-- Opening Marker --

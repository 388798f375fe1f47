use std::io::ErrorKind;
use std::path::PathBuf;

use async_trait::async_trait;
use tokio::fs;

use crate::storage::blob::{BlobError, BlobStore};

/// Filesystem-backed blob store: each key is a file under `root`.
#[derive(Clone, Debug)]
pub struct FsBlobStore {
    root: PathBuf,
}

impl FsBlobStore {
    /// Open a store rooted at `root`, creating the directory if missing.
    pub async fn new<P: Into<PathBuf>>(root: P) -> Result<Self, BlobError> {
        let root = root.into();
        fs::create_dir_all(&root).await?;
        Ok(Self { root })
    }

    fn path_for(&self, key: &str) -> PathBuf {
        self.root.join(key)
    }
}

#[async_trait]
impl BlobStore for FsBlobStore {
    async fn fetch(&self, key: &str) -> Result<Option<Vec<u8>>, BlobError> {
        match fs::read(self.path_for(key)).await {
            Ok(bytes) => Ok(Some(bytes)),
            Err(e) if e.kind() == ErrorKind::NotFound => Ok(None),
            Err(e) => Err(BlobError::Io(e)),
        }
    }

    async fn put(&self, key: &str, bytes: Vec<u8>) -> Result<(), BlobError> {
        let path = self.path_for(key);
        if let Some(parent) = path.parent() {
            fs::create_dir_all(parent).await.ok();
        }
        fs::write(path, bytes).await?;
        Ok(())
    }
}

#[cfg(test)]
mod tests {
    use super::*;
    use uuid::Uuid;

    #[tokio::test]
    async fn missing_key_is_none_not_error() -> Result<(), anyhow::Error> {
        let dir = std::env::temp_dir().join(format!("fs_blob_{}", Uuid::new_v4()));
        let store = FsBlobStore::new(&dir).await?;
        assert!(store.fetch("absent.json").await?.is_none());
        let _ = fs::remove_dir_all(&dir).await;
        Ok(())
    }

    #[tokio::test]
    async fn put_then_fetch_round_trips() -> Result<(), anyhow::Error> {
        let dir = std::env::temp_dir().join(format!("fs_blob_{}", Uuid::new_v4()));
        let store = FsBlobStore::new(&dir).await?;

        store.put("books.json", b"[]".to_vec()).await?;
        let bytes = store.fetch("books.json").await?.expect("blob exists");
        assert_eq!(bytes, b"[]");

        // overwrite is full-replace
        store.put("books.json", b"[1]".to_vec()).await?;
        let bytes = store.fetch("books.json").await?.expect("blob exists");
        assert_eq!(bytes, b"[1]");

        let _ = fs::remove_dir_all(&dir).await;
        Ok(())
    }
}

-- Closing Marker --

#### TASK STATEMENT:
Could you return every record above exactly as written?

#### REPLY TO THE EXERCISE:
repository 388798f375fe1f47
use std::io::ErrorKind;
use std::path::PathBuf;

use async_trait::async_trait;
use tokio::fs;

use crate::storage::blob::{BlobError, BlobStore};

/// Filesystem-backed blob store: each key is a file under `root`.
#[derive(Clone, Debug)]
pub struct FsBlobStore {
    root: PathBuf,
}

impl FsBlobStore {
    /// Open a store rooted at `root`, creating the directory if missing.
    pub async fn new<P: Into<PathBuf>>(root: P) -> Result<Self, BlobError> {
        let root = root.into();
        fs::create_dir_all(&root).await?;
        Ok(Self { root })
    }

    fn path_for(&self, key: &str) -> PathBuf {
        self.root.join(key)
    }
}

#[async_trait]
impl BlobStore for FsBlobStore {
    async fn fetch(&self, key: &str) -> Result<Option<Vec<u8>>, BlobError> {
        match fs::read(self.path_for(key)).await {
            Ok(bytes) => Ok(Some(bytes)),
            Err(e) if e.kind() == ErrorKind::NotFound => Ok(None),
            Err(e) => Err(BlobError::Io(e)),
        }
    }

    async fn put(&self, key: &str, bytes: Vec<u8>) -> Result<(), BlobError> {
        let path = self.path_for(key);
        if let Some(parent) = path.parent() {
            fs::create_dir_all(parent).await.ok();
        }
        fs::write(path, bytes).await?;
        Ok(())
    }
}

#[cfg(test)]
mod tests {
    use super::*;
    use uuid::Uuid;

    #[tokio::test]
    async fn missing_key_is_none_not_error() -> Result<(), anyhow::Error> {
        let dir = std::env::temp_dir().join(format!("fs_blob_{}", Uuid::new_v4()));
        let store = FsBlobStore::new(&dir).await?;
        assert!(store.fetch("absent.json").await?.is_none());
        let _ = fs::remove_dir_all(&dir).await;
        Ok(())
    }

    #[tokio::test]
    async fn put_then_fetch_round_trips() -> Result<(), anyhow::Error> {
        let dir = std::env::temp_dir().join(format!("fs_blob_{}", Uuid::new_v4()));
        let store = FsBlobStore::new(&dir).await?;

        store.put("books.json", b"[]".to_vec()).await?;
        let bytes = store.fetch("books.json").await?.expect("blob exists");
        assert_eq!(bytes, b"[]");

        // overwrite is full-replace
        store.put("books.json", b"[1]".to_vec()).await?;
        let bytes = store.fetch("books.json").await?.expect("blob exists");
        assert_eq!(bytes, b"[1]");

        let _ = fs::remove_dir_all(&dir).await;
        Ok(())
    }
}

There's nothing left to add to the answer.